Find how many lines in the listing below include the word "const". Give that number only.

[Start of Attachment]

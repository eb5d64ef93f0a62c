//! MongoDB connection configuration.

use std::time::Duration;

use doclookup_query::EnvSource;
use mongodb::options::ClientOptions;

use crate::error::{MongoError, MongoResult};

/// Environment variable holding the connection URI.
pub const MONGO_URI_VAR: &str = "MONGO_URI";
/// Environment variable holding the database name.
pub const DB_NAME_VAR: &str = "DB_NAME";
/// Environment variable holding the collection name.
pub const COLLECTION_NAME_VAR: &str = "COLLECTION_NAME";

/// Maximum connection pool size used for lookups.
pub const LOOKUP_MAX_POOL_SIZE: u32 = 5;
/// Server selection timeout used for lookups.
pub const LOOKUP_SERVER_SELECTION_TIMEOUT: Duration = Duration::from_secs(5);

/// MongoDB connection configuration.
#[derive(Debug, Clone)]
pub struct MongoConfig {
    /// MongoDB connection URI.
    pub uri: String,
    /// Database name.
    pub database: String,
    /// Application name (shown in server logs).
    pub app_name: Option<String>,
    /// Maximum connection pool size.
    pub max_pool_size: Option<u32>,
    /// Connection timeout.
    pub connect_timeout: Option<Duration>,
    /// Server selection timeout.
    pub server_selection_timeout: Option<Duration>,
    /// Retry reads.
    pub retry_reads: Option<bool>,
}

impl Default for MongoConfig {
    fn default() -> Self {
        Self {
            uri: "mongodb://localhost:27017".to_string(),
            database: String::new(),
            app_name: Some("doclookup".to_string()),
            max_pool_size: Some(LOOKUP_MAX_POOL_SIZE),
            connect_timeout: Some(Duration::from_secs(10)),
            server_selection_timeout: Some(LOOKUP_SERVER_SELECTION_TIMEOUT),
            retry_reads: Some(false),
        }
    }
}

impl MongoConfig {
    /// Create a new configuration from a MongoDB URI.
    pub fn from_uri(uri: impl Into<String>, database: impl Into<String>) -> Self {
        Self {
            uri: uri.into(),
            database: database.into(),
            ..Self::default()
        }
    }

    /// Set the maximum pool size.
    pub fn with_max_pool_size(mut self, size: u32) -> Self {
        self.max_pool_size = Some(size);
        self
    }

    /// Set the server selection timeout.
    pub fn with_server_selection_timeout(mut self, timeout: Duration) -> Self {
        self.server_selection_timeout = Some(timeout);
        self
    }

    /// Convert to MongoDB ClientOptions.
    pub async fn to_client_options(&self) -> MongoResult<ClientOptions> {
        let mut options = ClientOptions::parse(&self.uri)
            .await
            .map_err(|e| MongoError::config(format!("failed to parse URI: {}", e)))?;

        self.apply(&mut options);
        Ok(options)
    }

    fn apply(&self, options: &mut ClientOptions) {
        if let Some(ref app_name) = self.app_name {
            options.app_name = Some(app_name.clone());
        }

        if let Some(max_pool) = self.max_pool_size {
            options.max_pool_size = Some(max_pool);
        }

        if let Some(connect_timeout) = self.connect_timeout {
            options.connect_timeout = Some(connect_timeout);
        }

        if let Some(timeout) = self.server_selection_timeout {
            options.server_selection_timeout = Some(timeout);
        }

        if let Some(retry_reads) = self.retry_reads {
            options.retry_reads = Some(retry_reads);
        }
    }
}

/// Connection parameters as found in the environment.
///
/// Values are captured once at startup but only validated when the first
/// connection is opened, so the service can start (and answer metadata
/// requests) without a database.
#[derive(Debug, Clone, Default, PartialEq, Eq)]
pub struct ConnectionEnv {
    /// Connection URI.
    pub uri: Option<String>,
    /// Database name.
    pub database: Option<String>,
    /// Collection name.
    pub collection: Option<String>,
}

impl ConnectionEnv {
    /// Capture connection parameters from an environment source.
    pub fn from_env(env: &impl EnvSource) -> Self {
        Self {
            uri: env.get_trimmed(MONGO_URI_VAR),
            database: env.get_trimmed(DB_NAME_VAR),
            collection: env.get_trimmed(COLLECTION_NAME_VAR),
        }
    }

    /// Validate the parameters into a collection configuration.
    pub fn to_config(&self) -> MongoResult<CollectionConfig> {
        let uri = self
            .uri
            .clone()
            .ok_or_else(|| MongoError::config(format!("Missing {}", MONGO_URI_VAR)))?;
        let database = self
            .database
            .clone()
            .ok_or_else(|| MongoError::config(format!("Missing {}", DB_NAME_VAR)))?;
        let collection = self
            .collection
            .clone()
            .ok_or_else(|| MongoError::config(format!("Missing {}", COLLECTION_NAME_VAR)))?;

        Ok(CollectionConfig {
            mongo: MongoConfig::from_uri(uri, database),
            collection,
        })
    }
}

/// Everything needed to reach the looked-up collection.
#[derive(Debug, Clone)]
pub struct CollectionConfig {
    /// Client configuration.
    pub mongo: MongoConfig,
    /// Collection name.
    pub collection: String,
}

[End of Attachment]
[Start of Attachment]

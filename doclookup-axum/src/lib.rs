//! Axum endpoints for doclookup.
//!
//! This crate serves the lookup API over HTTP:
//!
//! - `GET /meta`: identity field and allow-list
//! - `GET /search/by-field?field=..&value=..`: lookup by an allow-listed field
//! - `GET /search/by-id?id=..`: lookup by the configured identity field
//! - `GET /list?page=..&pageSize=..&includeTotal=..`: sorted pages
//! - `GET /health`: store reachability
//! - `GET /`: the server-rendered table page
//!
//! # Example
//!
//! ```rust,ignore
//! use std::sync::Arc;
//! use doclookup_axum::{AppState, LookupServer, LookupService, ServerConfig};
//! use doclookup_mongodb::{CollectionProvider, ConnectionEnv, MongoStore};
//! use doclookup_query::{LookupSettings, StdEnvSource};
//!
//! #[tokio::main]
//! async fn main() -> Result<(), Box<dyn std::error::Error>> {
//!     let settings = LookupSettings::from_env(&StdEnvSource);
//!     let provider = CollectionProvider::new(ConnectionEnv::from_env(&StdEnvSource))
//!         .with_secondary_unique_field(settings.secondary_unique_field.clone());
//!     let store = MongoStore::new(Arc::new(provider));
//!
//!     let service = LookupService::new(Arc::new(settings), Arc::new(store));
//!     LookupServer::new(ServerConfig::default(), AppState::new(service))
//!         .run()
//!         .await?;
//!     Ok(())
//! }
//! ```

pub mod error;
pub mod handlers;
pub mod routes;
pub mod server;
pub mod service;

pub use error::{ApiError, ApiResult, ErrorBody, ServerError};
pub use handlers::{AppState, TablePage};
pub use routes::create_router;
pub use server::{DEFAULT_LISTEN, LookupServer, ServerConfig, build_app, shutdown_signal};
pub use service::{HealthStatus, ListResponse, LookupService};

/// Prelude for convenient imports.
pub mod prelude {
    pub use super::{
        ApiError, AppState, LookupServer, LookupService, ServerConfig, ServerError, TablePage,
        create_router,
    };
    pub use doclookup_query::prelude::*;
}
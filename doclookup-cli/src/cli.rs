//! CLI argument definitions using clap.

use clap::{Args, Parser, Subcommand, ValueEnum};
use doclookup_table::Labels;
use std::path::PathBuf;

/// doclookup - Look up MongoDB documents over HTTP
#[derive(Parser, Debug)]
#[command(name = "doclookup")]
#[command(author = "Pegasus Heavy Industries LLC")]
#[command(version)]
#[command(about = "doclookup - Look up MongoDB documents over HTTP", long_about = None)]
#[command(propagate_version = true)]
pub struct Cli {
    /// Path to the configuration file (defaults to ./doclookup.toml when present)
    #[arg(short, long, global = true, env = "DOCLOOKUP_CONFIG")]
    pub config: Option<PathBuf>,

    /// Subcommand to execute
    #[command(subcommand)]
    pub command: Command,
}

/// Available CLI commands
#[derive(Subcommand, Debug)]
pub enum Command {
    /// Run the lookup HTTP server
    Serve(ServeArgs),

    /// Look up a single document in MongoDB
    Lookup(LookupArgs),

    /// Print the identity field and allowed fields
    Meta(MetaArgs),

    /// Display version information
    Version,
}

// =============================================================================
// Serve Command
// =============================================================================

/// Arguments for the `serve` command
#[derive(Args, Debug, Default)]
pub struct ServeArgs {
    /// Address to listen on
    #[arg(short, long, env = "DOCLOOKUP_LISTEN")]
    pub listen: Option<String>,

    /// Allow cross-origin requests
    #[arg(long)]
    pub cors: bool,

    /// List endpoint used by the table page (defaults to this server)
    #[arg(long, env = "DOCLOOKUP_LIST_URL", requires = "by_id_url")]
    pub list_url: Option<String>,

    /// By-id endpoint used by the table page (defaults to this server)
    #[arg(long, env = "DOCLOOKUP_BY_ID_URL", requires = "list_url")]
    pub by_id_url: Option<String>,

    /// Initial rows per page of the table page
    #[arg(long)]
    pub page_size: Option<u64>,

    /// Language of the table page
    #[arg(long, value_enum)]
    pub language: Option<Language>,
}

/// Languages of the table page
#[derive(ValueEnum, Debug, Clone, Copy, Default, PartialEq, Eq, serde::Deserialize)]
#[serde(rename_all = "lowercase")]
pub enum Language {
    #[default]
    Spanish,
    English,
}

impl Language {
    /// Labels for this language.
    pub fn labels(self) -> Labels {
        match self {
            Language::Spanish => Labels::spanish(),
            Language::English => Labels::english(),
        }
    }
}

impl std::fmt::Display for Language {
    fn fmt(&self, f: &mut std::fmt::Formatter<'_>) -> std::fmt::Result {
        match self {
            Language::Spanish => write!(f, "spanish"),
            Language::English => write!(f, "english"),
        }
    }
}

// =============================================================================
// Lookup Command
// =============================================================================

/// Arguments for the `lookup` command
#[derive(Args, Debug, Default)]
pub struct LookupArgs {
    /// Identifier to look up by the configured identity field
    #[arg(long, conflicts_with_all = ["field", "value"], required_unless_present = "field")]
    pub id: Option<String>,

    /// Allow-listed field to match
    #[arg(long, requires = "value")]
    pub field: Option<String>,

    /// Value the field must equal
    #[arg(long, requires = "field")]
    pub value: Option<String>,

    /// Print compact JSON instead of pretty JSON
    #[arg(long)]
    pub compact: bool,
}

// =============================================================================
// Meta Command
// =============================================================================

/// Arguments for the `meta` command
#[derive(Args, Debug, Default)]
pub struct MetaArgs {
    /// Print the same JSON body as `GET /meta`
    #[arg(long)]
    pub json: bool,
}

[End of Attachment]

EXERCISE OUTPUT - 5